Intelligencer Journal/Lancaster New Era
Sacrifices should be made to get on stable ground
DAMIAN HONDARES, 18, Freestyle Staff Writer
"Doing what is right isn't always popular, just as doing what is popular isn't always right."
This quote -- of which I am particularly fond -- is commonly featured on posters hanging in schools, and I have seen it almost every day for the past four years. Only recently did I truly think about its message and I came to understand that, other than just being meaningful in a philosophical sense, it is more importantly the fundamental truth of economics.
In recent months, it has become evident that some individuals (admittedly on both sides) in our government are attempting to sway voters using fallacious economic analyses and, quite frankly, lies.
It is time for someone in this country to stand up for what is right, as opposed to that which is popular.
The first major understanding that we must possess is that economics cannot be adequately assessed in terms of the unemployment rate. Too often, our leaders attempt to use unemployment figures to sway election outcomes in an attempt to solidify support from individuals from poorer backgrounds. It is also grossly shortsighted; the private sector works in a cyclical manner. People who may not be well off today have a much better chance to move up the socioeconomic ladder than they would in other countries.

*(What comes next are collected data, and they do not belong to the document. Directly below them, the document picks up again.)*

// Copyright 2025 Neuraville Inc.
// SPDX-License-Identifier: Apache-2.0

//! # Sensocto - Adaptive Attention-Allocation Core
//!
//! Sensocto ingests continuous measurement streams from many concurrently
//! connected sensors. Under load, the platform must decide per stream how
//! much processing/sampling attention to grant. This umbrella crate
//! re-exports the bio layer - the adaptive control components behind that
//! decision - together with its configuration and observability
//! infrastructure.
//!
//! ## Quick Start
//!
//! ```toml
//! [dependencies]
//! sensocto = "0.3"
//! ```
//!
//! ```rust,no_run
//! use sensocto::prelude::*;
//!
//! // Load configuration (falls back to compiled-in defaults) and start
//! // the bio layer.
//! let config = sensocto::config::load_config(None)?;
//! let bio = sensocto::bio_system_from_config(&config);
//!
//! // Producers report activity, fire-and-forget.
//! bio.predictive().record_attention("sensor-1", AttentionLevel::High);
//! bio.homeostasis().record_sample(SystemLoadLevel::Normal);
//!
//! // The admission controller combines the bounded read factors.
//! let factor = bio.predictive().get_predictive_factor("sensor-1")
//!     * bio.arbiter().get_multiplier("sensor-1")
//!     * bio.circadian().get_phase_adjustment();
//! # let _ = factor;
//! # Ok::<(), Box<dyn std::error::Error>>(())
//! ```
//!
//! ## Crate Map
//! - [`bio`] - the seven attention-allocation components
//! - [`structures`] - shared level enums and measurement types
//! - [`config`] - TOML configuration loader
//! - [`observability`] - tracing initialization

/// Crate version from Cargo.toml
pub const VERSION: &str = env!("CARGO_PKG_VERSION");

pub use sensocto_bio as bio;
pub use sensocto_config as config;
pub use sensocto_observability as observability;
pub use sensocto_structures as structures;

use sensocto_bio::arbiter::ArbiterConfig;
use sensocto_bio::circadian::CircadianConfig;
use sensocto_bio::correlation::CorrelationConfig;
use sensocto_bio::homeostasis::{HomeostasisConfig, TargetDistribution};
use sensocto_bio::novelty::NoveltyConfig;
use sensocto_bio::predictive::PredictiveConfig;
use sensocto_bio::sync::SyncConfig;
use sensocto_bio::{BioSystem, BioSystemConfig};
use sensocto_config::SensoctoConfig;
use std::time::Duration;

/// Build a [`BioSystem`] from a loaded platform configuration.
///
/// Maps each `[bio.*]` TOML section onto the corresponding component
/// config; sections absent from the file keep their compiled-in defaults.
pub fn bio_system_from_config(config: &SensoctoConfig) -> BioSystem {
    let bio = &config.bio;
    BioSystem::new(BioSystemConfig {
        novelty: NoveltyConfig {
            max_tracked_attributes: bio.novelty.max_tracked_attributes,
            recent_events_capacity: bio.novelty.recent_events_capacity,
            event_score_threshold: bio.novelty.event_score_threshold,
            min_samples_for_stats: bio.novelty.min_samples_for_stats,
        },
        correlation: CorrelationConfig {
            learning_rate: bio.correlation.learning_rate,
            correlation_threshold: bio.correlation.correlation_threshold,
            max_edges: bio.correlation.max_edges,
            edge_ttl: Duration::from_secs(bio.correlation.edge_ttl_secs),
        },
        predictive: PredictiveConfig {
            hourly_smoothing: bio.predictive.hourly_smoothing,
            recent_window: bio.predictive.recent_window,
            min_samples: bio.predictive.min_samples,
            max_tracked_streams: bio.predictive.max_tracked_streams,
            prediction_gain: bio.predictive.prediction_gain,
        },
        homeostasis: HomeostasisConfig {
            proportional_gain: bio.homeostasis.proportional_gain,
            offset_bound: bio.homeostasis.offset_bound,
            observation_window: bio.homeostasis.observation_window,
            target: TargetDistribution {
                normal: bio.homeostasis.target_normal,
                elevated: bio.homeostasis.target_elevated,
                high: bio.homeostasis.target_high,
                critical: bio.homeostasis.target_critical,
            },
        },
        arbiter: ArbiterConfig {
            demand_smoothing: bio.arbiter.demand_smoothing,
            demand_ttl: Duration::from_secs(bio.arbiter.demand_ttl_secs),
            max_tracked_streams: bio.arbiter.max_tracked_streams,
        },
        circadian: CircadianConfig {
            smoothing: bio.circadian.smoothing,
            peak_band: bio.circadian.peak_band,
            trough_band: bio.circadian.trough_band,
            slope_epsilon: bio.circadian.slope_epsilon,
        },
        sync: SyncConfig {
            tick_interval: Duration::from_millis(bio.sync.tick_interval_ms),
            phase_buffer_capacity: bio.sync.phase_buffer_capacity,
            smoothing_alpha: bio.sync.smoothing_alpha,
            sensor_ttl: Duration::from_secs(bio.sync.sensor_ttl_secs),
        },
    })
}

/// Commonly used types, for glob import.
pub mod prelude {
    pub use crate::bio_system_from_config;
    pub use sensocto_bio::{
        BioSystem, BioSystemConfig, CircadianScheduler, CorrelationTracker, HomeostaticTuner,
        NoveltyDetector, PredictiveLoadBalancer, ResourceArbiter, SyncComputer,
    };
    pub use sensocto_structures::{
        AttentionLevel, CircadianPhase, Measurement, SyncSignal, SystemLoadLevel,
    };
}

"Wealth Inequality in America," a viral video released several months ago, painted a grim picture of the distribution of wealth in the U.S. However, it was horribly misleading. No one will deny there is wealth inequality in the U.S. There should be. The U.S. has a great deal of social mobility. If you analyze documents from the Treasury Department, you will find that between 1965 and 2009, the real mean household income (adjusted for inflation) of families in the top quintile increased by 71 percent, quite a large jump, whereas the real mean household income of families in the bottom quintile increased by 25 percent.
This fails to show the large number of individuals (approximately 45 percent) from lower income brackets who moved up the socioeconomic ladder between 1987 and 1996, and the equally large number of individuals (approximately 42 percent) from higher income brackets who dropped several rungs.
The other factor that must be taken into consideration is the disparity in wages earned by parents and their children. More data provided by the Treasury Department suggests that in 2000, workers who came from the top 20 percent were earning on average the same as their parents had earned in the 1970s (adjusted for inflation, of course). On the other hand, workers who grew up in the poorest 20 percent of households were on average earning double what their parents had earned. This is a surprising display of the considerable upward mobility possible in American capitalism.
Of course, this is only a partial picture. Throughout this article, I have mentioned inflation, which is a topic on which many Americans are sadly misinformed (or underinformed). It is a rather simple fact that the more you have of something, the less it is worth. When the United States government spends in excess, it prints more dollars. The more dollars the government prints, the less each individual dollar is worth. To compensate for this loss in value, prices on goods and services are raised, leaving the consumer to pay increased prices.
To an extent, there is a healthy level of inflation that occurs. However, there comes a point at which, as economist Milton Friedman suggested, there is quite simply "too much money chasing too few goods." When this happens, and prices continue to rise, the wealthy are unhurt. They are the people with the most political connections, the people running the big banks and corporations. Money flows to them first, not necessarily to the poor. So the wealthy can afford to raise prices and to subsequently pay the increased prices, but the individuals at the bottom are hurt.
Wealth does indeed trickle down, but it does not happen overnight. The poor are forced to pay higher prices for years, continually being hurt more and more, waiting for wealth to trickle down. It does, but the increased government spending and subsequent inflation are making matters much more difficult for the individuals at the bottom of the socioeconomic ladder. Interestingly enough, decreased spending (likely on entitlements) could theoretically have a much more beneficial impact on the average consumer.
We should take a serious look at minimizing entitlement programs (and, yes, defense spending), even if it means hurting some individuals in the short run. In the long run, those individuals have greater opportunities for success. These are not false assumptions or idealistic dreams. I am, for the most part, everything but an optimist. I understand that there is a greater level of opportunity present than some in the political system would have you believe. Does it require a greater level of trust in the system than we are used to? Yes. And will it require some sacrifice? Yes. Is sacrifice popular? Not at all. But then again, doing what is right isn't always popular, just as doing what is popular isn't always right.